The free-energy plot in figure 12 (right) clearly shows the superior quality of the Isomap coordinates when compared with PCA. Isomap clearly identifies the CV-N intermediate (seen as a free-energy minimum in blue) in between the unfolded and folded states. Also, the highest probability route connecting the intermediate to the folded state is clearly seen in this rendering. The PCA coordinates did not identify an itermediate or a folding route, since the PCA coordinates are simply a linear projection of the original coordinates. Isomap, on the contrary, finds the underlying connectivity of the data and always returns coordinates that clearly show the progression of the reaction along its different stages.

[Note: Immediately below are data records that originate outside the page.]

use std::path::{Path, PathBuf};

use crate::config::paths;
use crate::config::settings::{Settings, API_URL_ENV};
use crate::store::{read_json, write_json};

const SETTINGS_FILE: &str = "settings.json";

fn settings_path(dir: &Path) -> PathBuf {
    dir.join(SETTINGS_FILE)
}

/// Stored settings with the environment override applied.
pub fn load_settings() -> Settings {
    let stored = paths::config_dir().and_then(|d| read_json(&settings_path(&d)));
    Settings::resolve(std::env::var(API_URL_ENV).ok(), stored)
}

pub fn save_settings(settings: &Settings) {
    if let Some(dir) = paths::config_dir() {
        write_json(&settings_path(&dir), settings);
    }
}
use std::future::Future;

use crate::model::message::{MessageFull, MessagePage, OutgoingMessage};
use crate::model::script::FilterScript;
use crate::net::api::Error;

/// Script storage operations the vacation page depends on.
pub trait SieveBackend {
    fn list_scripts(&self) -> impl Future<Output = Result<Vec<FilterScript>, Error>> + Send;

    /// Create the script, or replace it if one with the same name exists.
    fn put_script(
        &self,
        name: &str,
        content: &str,
    ) -> impl Future<Output = Result<(), Error>> + Send;

    fn activate_script(&self, name: &str) -> impl Future<Output = Result<(), Error>> + Send;

    fn delete_script(&self, name: &str) -> impl Future<Output = Result<(), Error>> + Send;
}

/// Mailbox operations used by the inbox and compose pages.
pub trait MailBackend {
    fn list_messages(
        &self,
        limit: u32,
        offset: u32,
    ) -> impl Future<Output = Result<MessagePage, Error>> + Send;

    fn get_message(&self, id: &str) -> impl Future<Output = Result<MessageFull, Error>> + Send;

    fn mark_read(&self, id: &str) -> impl Future<Output = Result<(), Error>> + Send;

    fn send_message(
        &self,
        message: &OutgoingMessage,
    ) -> impl Future<Output = Result<(), Error>> + Send;
}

The Isomap procedure can be applied to different molecular models. As another, smaller example, consider the Alanine Dipeptide molecule shown in figure 13 (left). This is an all-atom molecule that has been studied thoroughly and is known to have two predominant shapes: an "extended" shape (also called C5 and a variant called PII) and a "helical" shape (also called alpha, with three variants: right-handed, P-like, and left-handed). The application of the Isomap algorithm to this molecule, without any bias by a priori known information, yields the low-dimensional coordinates on the left of figure 13 (shown again as a free-energy plot). The first two coordinates (top right) are already enough to identify all five major states of the peptide, and the possible transitions between them. Applying PCA to such a simple molecule yields comparable results (not shown), but PCA cannot differentiate the left-handed helix shape from the right-handed one. Only the geodesic formulation of Isomap can.

Figure 13: Alanine Dipeptide. Left: a) A helical conformation. b) An extended conformation. Right: Top: free-energy as a function of the first two Isomap coordinates computed from a Molecular Dynamics trajectory. Bottom: free-energy as a function of the first and third coordinates, for comparison (these explain the data variance better but do not add new states or transitions).

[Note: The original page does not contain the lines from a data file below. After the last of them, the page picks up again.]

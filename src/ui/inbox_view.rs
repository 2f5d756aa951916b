use iced::widget::{button, column, container, horizontal_rule, row, scrollable, text};
use iced::{Border, Color, Element, Font, Length, Theme};

use crate::model::message::{MessageFull, MessageSummary};
use crate::pages::inbox::InboxPage;
use crate::ui::{muted_text, placeholder, BOLD};

#[derive(Debug, Clone)]
pub enum InboxMessage {
    Select(String),
    Refresh,
}

pub fn view(page: &InboxPage) -> Element<'_, InboxMessage> {
    let list: Element<'_, InboxMessage> = if page.loading_list && page.messages.is_empty() {
        placeholder("Loading...")
    } else {
        view_list(page)
    };

    let detail: Element<'_, InboxMessage> = if page.loading_detail {
        placeholder("Loading...")
    } else {
        match &page.detail {
            Some(message) => view_detail(message),
            None => placeholder("No message selected"),
        }
    };

    row![
        container(list).width(340).height(Length::Fill),
        container(detail).width(Length::Fill).height(Length::Fill),
    ]
    .width(Length::Fill)
    .height(Length::Fill)
    .into()
}

fn view_list(page: &InboxPage) -> Element<'_, InboxMessage> {
    let header = row![
        text(format!("Inbox ({})", page.total)).size(14).font(BOLD),
        iced::widget::horizontal_space().width(Length::Fill),
        button(text("Refresh").size(12))
            .on_press_maybe((!page.loading_list).then_some(InboxMessage::Refresh))
            .style(button::secondary)
            .padding([3, 8]),
    ]
    .align_y(iced::Alignment::Center);

    let mut content = column![header].spacing(4).padding(6);

    if page.messages.is_empty() {
        content = content.push(text("No messages").size(12).style(muted_text));
    }

    for message in &page.messages {
        let is_selected = page.selected.as_deref() == Some(message.id.as_str());
        content = content.push(list_entry(message, is_selected));
    }

    container(scrollable(content).height(Length::Fill))
        .height(Length::Fill)
        .style(|theme: &Theme| {
            let p = theme.palette();
            container::Style {
                border: Border {
                    color: Color::from_rgba(p.text.r, p.text.g, p.text.b, 0.1),
                    width: 1.0,
                    radius: 0.0.into(),
                },
                ..container::Style::default()
            }
        })
        .into()
}

fn list_entry(message: &MessageSummary, selected: bool) -> Element<'_, InboxMessage> {
    let font = if message.read_state { Font::DEFAULT } else { BOLD };

    let content = column![
        row![
            text(&message.sender).size(13).font(font).width(Length::Fill),
            text(short_date(&message.received_at)).size(11).style(muted_text),
        ]
        .spacing(6),
        text(&message.subject).size(13).font(font),
        text(&message.snippet).size(11).style(muted_text),
    ]
    .spacing(2);

    button(content)
        .on_press(InboxMessage::Select(message.id.clone()))
        .width(Length::Fill)
        .padding(8)
        .style(move |theme: &Theme, _status| {
            let p = theme.palette();
            let bg = if selected {
                Color::from_rgba(0.2, 0.45, 0.85, 0.12)
            } else {
                p.background
            };
            button::Style {
                background: Some(iced::Background::Color(bg)),
                text_color: p.text,
                border: Border {
                    color: Color::from_rgba(p.text.r, p.text.g, p.text.b, 0.08),
                    width: 1.0,
                    radius: 6.0.into(),
                },
                ..button::Style::default()
            }
        })
        .into()
}

fn view_detail(message: &MessageFull) -> Element<'_, InboxMessage> {
    let summary = &message.summary;

    let mut header = column![
        text(&summary.subject).size(18).font(BOLD),
        meta_row("From", &summary.sender),
        meta_row("To", &summary.recipient),
        meta_row("Date", &summary.received_at),
    ]
    .spacing(4);

    let checks: Vec<String> = [
        ("SPF", &summary.spf_result),
        ("DKIM", &summary.dkim_result),
        ("DMARC", &summary.dmarc_result),
    ]
    .into_iter()
    .filter_map(|(name, result)| {
        result
            .as_deref()
            .filter(|r| !r.is_empty())
            .map(|r| format!("{name}: {r}"))
    })
    .collect();
    if !checks.is_empty() {
        header = header.push(text(checks.join("   ")).size(11).style(muted_text));
    }

    let body = column![header, horizontal_rule(1), text(&message.body).size(14)]
        .spacing(12)
        .padding(16);

    scrollable(body).height(Length::Fill).into()
}

fn meta_row<'a>(label: &'a str, value: &'a str) -> Element<'a, InboxMessage> {
    row![
        text(format!("{label}:")).size(12).font(BOLD).width(50),
        text(value).size(12),
    ]
    .spacing(6)
    .into()
}

/// `2024-05-01T10:00:00Z` → `2024-05-01`; anything else is shown as is.
fn short_date(timestamp: &str) -> &str {
    timestamp
        .split_once('T')
        .map_or(timestamp, |(date, _)| date)
}

#[cfg(test)]
mod tests {
    use super::*;

    #[test]
    fn test_short_date() {
        assert_eq!(short_date("2024-05-01T10:00:00Z"), "2024-05-01");
        assert_eq!(short_date("yesterday"), "yesterday");
    }
}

Although the Isomap coordinates describe non-linear molecular processes extremely well, their computation is very expensive, as mentioned earlier. The most expensive step is the computation of the neighborhood graph. Some approximations are possible to speed up its computation, at the expense of some accuracy in the identification of the "true" nearest neighbors for each point. The work in Plaku et al. proposed the use of an approximation technique that allows the computation of nearest-neighbors for high-dimensional data sets orders of magnitude faster, by quickly reducing the dimensionality of all points, and then querying for neighbors. The tradeoff between precision and speed is controllable through several algorithm parameters.